TASK REQUIREMENTS
Find every line in the records that holds the string "preset". Copy each one.

THE INPUT
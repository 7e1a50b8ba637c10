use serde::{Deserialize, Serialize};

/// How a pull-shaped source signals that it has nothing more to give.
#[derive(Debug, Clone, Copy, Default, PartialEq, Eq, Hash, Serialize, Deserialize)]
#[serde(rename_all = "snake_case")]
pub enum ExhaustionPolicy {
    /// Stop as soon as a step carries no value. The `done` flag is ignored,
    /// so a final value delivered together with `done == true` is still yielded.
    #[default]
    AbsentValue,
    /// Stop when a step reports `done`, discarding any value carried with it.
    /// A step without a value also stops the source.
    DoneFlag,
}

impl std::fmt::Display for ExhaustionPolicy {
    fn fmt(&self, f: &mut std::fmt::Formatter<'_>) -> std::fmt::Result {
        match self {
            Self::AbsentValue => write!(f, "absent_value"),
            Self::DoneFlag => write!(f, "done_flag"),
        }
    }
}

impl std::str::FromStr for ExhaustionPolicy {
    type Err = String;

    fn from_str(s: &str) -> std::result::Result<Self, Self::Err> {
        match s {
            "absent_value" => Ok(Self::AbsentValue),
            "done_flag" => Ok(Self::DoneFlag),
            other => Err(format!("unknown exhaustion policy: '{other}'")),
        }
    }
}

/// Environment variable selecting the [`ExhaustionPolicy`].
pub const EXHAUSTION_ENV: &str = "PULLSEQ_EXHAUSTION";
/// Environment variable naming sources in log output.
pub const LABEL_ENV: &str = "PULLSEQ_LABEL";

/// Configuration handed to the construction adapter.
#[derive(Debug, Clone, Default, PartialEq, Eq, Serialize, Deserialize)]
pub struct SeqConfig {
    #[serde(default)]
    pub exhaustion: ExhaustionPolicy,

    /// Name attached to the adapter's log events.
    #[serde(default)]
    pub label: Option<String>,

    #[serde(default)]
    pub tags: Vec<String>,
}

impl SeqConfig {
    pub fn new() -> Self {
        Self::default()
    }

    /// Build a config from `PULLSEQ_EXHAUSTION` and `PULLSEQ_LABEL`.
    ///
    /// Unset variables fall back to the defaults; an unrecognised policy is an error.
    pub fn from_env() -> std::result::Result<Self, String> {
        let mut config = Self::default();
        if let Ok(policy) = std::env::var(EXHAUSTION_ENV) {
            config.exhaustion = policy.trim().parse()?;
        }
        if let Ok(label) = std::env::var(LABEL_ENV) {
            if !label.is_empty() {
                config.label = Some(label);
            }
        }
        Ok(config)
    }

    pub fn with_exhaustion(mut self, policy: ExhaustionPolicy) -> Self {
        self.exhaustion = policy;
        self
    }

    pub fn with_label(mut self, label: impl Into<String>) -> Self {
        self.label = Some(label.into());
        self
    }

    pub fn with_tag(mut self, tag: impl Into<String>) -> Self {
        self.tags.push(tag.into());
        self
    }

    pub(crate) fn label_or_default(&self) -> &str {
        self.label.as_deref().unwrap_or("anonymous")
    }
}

* * *

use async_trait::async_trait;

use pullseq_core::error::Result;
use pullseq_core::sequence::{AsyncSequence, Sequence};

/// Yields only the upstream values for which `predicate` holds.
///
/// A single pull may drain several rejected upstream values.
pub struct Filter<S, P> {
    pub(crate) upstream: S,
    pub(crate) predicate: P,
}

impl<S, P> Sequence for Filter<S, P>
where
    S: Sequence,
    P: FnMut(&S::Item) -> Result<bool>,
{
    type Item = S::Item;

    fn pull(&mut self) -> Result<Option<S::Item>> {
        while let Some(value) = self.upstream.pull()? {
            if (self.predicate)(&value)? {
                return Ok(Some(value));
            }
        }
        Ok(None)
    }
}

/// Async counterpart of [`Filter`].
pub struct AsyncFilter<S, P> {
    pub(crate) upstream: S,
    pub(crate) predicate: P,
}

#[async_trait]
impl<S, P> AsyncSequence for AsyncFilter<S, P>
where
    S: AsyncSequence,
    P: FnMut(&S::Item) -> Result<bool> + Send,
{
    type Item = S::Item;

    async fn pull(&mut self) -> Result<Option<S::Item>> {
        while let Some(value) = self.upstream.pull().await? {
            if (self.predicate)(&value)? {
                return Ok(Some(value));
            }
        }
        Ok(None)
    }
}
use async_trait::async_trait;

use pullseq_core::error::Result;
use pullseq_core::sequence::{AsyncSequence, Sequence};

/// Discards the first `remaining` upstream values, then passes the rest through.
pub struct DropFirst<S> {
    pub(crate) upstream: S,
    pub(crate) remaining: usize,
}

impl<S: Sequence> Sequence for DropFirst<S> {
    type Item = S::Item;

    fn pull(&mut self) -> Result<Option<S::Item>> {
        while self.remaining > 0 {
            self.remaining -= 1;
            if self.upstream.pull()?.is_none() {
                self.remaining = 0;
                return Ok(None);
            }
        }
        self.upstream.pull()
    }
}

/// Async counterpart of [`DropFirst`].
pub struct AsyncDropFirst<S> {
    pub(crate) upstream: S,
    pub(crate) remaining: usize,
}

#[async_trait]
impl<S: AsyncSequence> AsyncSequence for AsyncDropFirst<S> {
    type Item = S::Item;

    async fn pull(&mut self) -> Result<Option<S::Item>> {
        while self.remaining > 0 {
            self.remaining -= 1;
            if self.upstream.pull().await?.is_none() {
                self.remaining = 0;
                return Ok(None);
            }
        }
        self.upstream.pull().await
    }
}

--

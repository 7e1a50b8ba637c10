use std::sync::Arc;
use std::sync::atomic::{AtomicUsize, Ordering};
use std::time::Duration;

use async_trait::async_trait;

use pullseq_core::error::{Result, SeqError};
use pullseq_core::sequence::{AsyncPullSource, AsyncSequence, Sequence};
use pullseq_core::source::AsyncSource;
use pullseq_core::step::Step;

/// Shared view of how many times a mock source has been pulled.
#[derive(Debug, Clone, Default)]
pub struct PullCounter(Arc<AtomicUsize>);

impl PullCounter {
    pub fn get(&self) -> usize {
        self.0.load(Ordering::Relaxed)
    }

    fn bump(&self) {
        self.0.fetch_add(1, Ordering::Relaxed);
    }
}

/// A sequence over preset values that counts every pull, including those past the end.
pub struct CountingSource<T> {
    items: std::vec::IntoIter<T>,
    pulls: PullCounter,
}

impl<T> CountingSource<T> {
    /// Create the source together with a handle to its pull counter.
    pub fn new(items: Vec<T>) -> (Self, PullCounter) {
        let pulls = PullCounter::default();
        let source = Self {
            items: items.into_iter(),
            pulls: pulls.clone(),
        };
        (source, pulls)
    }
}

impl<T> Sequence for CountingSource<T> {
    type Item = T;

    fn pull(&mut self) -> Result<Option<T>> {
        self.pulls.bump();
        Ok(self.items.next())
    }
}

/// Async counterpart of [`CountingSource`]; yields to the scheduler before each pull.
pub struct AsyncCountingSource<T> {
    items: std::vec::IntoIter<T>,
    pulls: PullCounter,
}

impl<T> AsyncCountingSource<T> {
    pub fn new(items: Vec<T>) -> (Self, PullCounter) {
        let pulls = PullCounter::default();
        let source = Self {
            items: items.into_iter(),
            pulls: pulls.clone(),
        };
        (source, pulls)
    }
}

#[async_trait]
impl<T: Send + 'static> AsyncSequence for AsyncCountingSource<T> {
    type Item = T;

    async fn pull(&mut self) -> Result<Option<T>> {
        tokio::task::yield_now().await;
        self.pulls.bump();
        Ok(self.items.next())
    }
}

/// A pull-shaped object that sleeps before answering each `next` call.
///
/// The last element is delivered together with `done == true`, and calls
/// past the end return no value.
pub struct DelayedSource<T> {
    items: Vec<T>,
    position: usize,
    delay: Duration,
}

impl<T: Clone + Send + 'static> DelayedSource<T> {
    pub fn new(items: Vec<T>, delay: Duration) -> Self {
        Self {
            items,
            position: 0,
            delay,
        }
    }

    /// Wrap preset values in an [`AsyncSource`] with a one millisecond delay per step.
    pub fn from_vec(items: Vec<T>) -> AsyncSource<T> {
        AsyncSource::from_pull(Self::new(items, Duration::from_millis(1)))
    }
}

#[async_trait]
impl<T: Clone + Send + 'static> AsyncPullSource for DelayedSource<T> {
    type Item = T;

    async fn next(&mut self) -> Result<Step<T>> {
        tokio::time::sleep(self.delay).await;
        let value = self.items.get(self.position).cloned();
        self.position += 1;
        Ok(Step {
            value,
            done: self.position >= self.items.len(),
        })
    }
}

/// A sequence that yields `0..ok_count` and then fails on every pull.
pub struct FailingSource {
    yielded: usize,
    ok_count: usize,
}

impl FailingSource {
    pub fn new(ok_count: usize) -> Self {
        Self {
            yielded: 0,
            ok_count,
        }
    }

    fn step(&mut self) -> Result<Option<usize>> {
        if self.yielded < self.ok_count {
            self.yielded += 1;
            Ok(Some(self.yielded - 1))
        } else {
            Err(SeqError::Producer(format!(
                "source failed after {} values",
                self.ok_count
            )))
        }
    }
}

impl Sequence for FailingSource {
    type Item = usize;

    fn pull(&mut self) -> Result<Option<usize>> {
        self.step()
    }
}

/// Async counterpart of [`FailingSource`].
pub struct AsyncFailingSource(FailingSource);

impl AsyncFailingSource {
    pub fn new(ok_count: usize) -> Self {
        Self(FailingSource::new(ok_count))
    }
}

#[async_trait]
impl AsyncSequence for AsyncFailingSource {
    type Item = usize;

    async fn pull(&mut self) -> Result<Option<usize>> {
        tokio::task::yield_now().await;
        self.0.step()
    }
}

WRITTEN RESPONSE
/// A sequence over preset values that counts every pull, including those past the end.
    /// Wrap preset values in an [`AsyncSource`] with a one millisecond delay per step.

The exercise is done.